■ Stored data entries
-=-=-=-=-
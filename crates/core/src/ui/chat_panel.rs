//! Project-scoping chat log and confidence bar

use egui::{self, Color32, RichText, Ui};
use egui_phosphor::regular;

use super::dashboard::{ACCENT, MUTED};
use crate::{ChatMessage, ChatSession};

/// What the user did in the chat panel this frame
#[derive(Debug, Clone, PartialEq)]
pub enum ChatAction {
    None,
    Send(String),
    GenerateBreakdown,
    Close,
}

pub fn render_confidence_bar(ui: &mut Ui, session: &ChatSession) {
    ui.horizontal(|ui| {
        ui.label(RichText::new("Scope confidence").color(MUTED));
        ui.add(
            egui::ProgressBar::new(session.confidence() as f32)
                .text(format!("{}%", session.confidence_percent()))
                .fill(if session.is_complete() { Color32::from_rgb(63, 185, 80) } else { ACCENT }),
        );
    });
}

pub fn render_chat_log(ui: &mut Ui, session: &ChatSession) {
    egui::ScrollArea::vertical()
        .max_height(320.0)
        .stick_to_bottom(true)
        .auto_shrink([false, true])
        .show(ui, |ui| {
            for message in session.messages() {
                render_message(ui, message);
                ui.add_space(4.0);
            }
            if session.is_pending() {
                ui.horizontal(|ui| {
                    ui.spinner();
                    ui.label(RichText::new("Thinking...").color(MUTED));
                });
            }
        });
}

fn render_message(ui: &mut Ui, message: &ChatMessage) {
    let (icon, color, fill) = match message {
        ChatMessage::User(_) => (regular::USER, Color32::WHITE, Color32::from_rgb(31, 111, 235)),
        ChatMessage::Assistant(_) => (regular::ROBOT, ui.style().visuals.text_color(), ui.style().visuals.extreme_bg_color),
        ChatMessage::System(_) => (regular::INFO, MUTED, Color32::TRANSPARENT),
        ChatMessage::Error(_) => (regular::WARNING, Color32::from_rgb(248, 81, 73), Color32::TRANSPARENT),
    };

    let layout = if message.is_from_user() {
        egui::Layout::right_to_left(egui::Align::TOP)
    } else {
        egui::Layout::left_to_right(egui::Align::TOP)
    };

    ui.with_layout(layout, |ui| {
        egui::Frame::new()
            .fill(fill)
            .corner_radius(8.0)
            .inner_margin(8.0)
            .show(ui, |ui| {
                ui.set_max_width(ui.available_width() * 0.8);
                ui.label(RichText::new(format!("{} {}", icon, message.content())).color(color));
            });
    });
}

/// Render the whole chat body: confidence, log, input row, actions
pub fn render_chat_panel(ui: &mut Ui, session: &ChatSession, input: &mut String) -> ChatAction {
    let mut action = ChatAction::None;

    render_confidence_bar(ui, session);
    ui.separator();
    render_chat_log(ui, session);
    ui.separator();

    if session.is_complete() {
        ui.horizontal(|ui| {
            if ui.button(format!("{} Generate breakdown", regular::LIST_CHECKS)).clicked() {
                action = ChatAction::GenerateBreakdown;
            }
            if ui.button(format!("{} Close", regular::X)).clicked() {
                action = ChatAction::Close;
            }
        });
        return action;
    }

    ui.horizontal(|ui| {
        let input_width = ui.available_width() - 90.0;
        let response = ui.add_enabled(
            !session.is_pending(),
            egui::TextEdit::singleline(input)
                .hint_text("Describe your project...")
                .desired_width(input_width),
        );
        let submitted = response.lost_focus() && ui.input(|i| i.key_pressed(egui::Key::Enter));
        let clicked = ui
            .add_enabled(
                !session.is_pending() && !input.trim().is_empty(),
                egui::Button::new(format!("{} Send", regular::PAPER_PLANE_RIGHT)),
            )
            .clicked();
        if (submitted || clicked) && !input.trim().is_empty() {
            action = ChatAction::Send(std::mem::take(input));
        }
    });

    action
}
-=-=-=-=-
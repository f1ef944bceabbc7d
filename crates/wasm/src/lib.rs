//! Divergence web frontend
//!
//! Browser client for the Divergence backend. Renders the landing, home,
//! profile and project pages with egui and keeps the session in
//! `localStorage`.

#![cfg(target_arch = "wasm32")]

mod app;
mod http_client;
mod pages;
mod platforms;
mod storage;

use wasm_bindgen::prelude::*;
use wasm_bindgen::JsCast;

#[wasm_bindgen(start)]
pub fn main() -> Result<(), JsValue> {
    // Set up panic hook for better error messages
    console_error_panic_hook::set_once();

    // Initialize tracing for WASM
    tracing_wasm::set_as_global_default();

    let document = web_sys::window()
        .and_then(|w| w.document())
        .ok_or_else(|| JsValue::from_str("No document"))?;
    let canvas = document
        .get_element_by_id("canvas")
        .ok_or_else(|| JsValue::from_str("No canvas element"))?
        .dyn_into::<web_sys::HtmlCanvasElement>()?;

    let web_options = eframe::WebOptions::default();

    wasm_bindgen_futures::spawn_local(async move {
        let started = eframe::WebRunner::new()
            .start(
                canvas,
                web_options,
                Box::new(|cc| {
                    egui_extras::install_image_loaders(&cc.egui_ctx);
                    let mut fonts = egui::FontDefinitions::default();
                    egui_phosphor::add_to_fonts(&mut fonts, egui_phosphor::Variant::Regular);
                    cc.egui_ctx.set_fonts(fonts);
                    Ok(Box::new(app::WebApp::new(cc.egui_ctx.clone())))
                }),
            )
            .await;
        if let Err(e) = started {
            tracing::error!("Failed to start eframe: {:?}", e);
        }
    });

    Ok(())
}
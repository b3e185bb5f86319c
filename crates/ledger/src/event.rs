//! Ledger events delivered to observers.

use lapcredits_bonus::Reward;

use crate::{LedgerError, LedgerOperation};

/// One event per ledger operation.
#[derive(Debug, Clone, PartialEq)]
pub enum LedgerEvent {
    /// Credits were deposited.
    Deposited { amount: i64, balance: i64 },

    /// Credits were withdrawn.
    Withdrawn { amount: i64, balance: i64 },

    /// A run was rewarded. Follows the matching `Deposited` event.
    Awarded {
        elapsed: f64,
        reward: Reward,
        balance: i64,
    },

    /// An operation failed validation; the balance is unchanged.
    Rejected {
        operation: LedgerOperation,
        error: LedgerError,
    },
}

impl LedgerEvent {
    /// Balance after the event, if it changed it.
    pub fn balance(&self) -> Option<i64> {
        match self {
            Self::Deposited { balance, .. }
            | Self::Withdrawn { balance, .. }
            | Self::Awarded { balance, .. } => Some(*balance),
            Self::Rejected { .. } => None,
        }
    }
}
-=-=-=-=-
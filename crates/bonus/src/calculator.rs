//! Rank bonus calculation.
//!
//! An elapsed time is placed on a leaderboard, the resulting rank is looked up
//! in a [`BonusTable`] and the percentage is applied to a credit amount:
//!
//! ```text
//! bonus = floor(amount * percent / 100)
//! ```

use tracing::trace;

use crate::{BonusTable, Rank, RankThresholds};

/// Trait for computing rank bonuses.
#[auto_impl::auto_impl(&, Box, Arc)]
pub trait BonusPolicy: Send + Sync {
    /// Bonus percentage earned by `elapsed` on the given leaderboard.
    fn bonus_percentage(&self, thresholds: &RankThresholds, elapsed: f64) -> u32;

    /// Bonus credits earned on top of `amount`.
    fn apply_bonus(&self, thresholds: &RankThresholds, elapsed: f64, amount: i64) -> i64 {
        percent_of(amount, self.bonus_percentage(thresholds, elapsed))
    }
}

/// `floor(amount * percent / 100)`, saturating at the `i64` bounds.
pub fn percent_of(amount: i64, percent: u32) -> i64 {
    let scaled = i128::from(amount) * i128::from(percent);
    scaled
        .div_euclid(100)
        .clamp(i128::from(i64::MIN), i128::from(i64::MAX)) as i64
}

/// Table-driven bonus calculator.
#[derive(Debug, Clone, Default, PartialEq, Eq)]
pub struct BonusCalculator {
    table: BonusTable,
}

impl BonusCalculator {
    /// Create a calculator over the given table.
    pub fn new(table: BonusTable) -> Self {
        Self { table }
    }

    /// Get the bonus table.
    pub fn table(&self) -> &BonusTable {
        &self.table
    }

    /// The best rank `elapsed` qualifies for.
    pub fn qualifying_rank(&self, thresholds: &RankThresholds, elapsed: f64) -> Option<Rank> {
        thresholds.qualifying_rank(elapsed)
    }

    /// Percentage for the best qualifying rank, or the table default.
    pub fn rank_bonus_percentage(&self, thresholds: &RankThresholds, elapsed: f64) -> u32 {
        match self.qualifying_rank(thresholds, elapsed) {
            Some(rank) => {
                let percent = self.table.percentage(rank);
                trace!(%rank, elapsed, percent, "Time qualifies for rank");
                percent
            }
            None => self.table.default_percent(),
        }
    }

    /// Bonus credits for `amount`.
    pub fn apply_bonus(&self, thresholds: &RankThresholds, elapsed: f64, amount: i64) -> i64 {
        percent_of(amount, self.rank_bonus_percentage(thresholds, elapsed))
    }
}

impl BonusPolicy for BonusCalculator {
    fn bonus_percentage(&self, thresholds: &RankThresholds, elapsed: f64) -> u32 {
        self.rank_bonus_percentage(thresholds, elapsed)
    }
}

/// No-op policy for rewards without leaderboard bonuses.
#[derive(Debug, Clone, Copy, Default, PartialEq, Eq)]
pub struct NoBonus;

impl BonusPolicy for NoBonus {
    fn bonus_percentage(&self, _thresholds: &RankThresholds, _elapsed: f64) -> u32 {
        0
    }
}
-=-=-=-=-
■ About this task
Return each line of the data that contains the string "fonts".

■ Output below
                    let mut fonts = egui::FontDefinitions::default();
                    egui_phosphor::add_to_fonts(&mut fonts, egui_phosphor::Variant::Regular);
                    cc.egui_ctx.set_fonts(fonts);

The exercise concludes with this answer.